A single number is required: how many lines in the entries hold the word "VerticalPolicy".

=== Data in this exercise ===

***

//! Waist-up crop geometry for model-reported face boxes.
//!
//! The video model reports a tight normalized face box. Thumbnails need head,
//! shoulders and upper torso, so the box is padded, widened to a minimum
//! width and, by default, stretched to the full frame height before being
//! mapped to pixels. The vertical box the model reports is deliberately
//! ignored under [`VerticalPolicy::FullHeight`]: face detectors under-report
//! the vertical extent needed for waist-up framing.

use std::path::{Path, PathBuf};

use podthumb_models::NormalizedBox;
use tracing::debug;

use crate::error::{MediaError, MediaResult};

/// How the vertical extent of the crop is chosen.
#[derive(Debug, Clone, Copy, PartialEq)]
pub enum VerticalPolicy {
    /// Use the whole frame height.
    FullHeight,
    /// Keep the padded box, grown symmetrically to at least this fraction.
    MinHeight(f64),
}

/// Crop tuning.
#[derive(Debug, Clone, Copy, PartialEq)]
pub struct CropConfig {
    /// Outward padding as a fraction of the box's own width/height.
    pub padding: f64,
    /// Minimum crop width as a fraction of the frame width.
    pub min_width: f64,
    pub vertical: VerticalPolicy,
}

impl Default for CropConfig {
    fn default() -> Self {
        Self {
            padding: 0.35,
            min_width: 0.35,
            vertical: VerticalPolicy::FullHeight,
        }
    }
}

/// Pixel rectangle inside a frame.
#[derive(Debug, Clone, Copy, PartialEq, Eq)]
pub struct PixelRect {
    pub x: u32,
    pub y: u32,
    pub width: u32,
    pub height: u32,
}

impl PixelRect {
    pub fn right(&self) -> u32 {
        self.x + self.width
    }

    pub fn bottom(&self) -> u32 {
        self.y + self.height
    }

    pub fn area(&self) -> u64 {
        self.width as u64 * self.height as u64
    }
}

/// Map a normalized face box to a pixel crop for a `frame_width x frame_height` frame.
///
/// Fails with [`MediaError::InvalidGeometry`] when the clamped box has no
/// extent, and with [`MediaError::EmptyCrop`] when the frame itself is empty.
pub fn compute_crop(
    bbox: &NormalizedBox,
    frame_width: u32,
    frame_height: u32,
    config: &CropConfig,
) -> MediaResult<PixelRect> {
    let b = bbox.clamped();
    if b.is_degenerate() {
        return Err(MediaError::invalid_geometry(format!(
            "degenerate box x1={} y1={} x2={} y2={}",
            b.x1, b.y1, b.x2, b.y2
        )));
    }

    let pad_x = config.padding * b.width();
    let pad_y = config.padding * b.height();
    let (x1, x2) = widen(b.x1 - pad_x, b.x2 + pad_x, config.min_width);

    let (y1, y2) = match config.vertical {
        VerticalPolicy::FullHeight => (0.0, 1.0),
        VerticalPolicy::MinHeight(min_height) => widen(b.y1 - pad_y, b.y2 + pad_y, min_height),
    };

    let (px, pw) = to_pixels(x1, x2, frame_width);
    let (py, ph) = to_pixels(y1, y2, frame_height);

    if pw == 0 || ph == 0 {
        return Err(MediaError::EmptyCrop {
            width: pw,
            height: ph,
        });
    }

    Ok(PixelRect {
        x: px,
        y: py,
        width: pw,
        height: ph,
    })
}

/// Clamp a 1-D span to `[0, 1]`, then grow it symmetrically around its
/// center to at least `min_extent`, clamping again at the edges.
fn widen(lo: f64, hi: f64, min_extent: f64) -> (f64, f64) {
    let lo = lo.max(0.0);
    let hi = hi.min(1.0);
    let center = (lo + hi) / 2.0;
    let half = (hi - lo).max(min_extent.clamp(0.0, 1.0)) / 2.0;
    ((center - half).max(0.0), (center + half).min(1.0))
}

/// Convert a normalized span to `(offset, length)` pixels: floor the near
/// edge, ceil the far edge, keep at least one pixel inside the frame.
fn to_pixels(lo: f64, hi: f64, extent: u32) -> (u32, u32) {
    if extent == 0 {
        return (0, 0);
    }
    let scale = extent as f64;
    let start = ((lo * scale).floor().max(0.0) as u32).min(extent - 1);
    let end = ((hi * scale).ceil() as u32).clamp(start + 1, extent);
    (start, end - start)
}

/// Crop `frame_path` around `bbox` and write `{stem}_crop.png` into `out_dir`.
pub fn crop_frame(
    frame_path: &Path,
    bbox: &NormalizedBox,
    out_dir: &Path,
    config: &CropConfig,
) -> MediaResult<PathBuf> {
    std::fs::create_dir_all(out_dir)?;

    let img = image::open(frame_path)?;
    let rect = compute_crop(bbox, img.width(), img.height(), config)?;
    let cropped = img.crop_imm(rect.x, rect.y, rect.width, rect.height);

    let stem = frame_path
        .file_stem()
        .map(|s| s.to_string_lossy().to_string())
        .unwrap_or_else(|| "frame".to_string());
    let out_path = out_dir.join(format!("{}_crop.png", stem));

    cropped.to_rgb8().save(&out_path)?;
    debug!(
        frame = %frame_path.display(),
        crop = %out_path.display(),
        x = rect.x,
        y = rect.y,
        width = rect.width,
        height = rect.height,
        "Cropped frame"
    );
    Ok(out_path)
}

***

=== Response to this exercise ===
6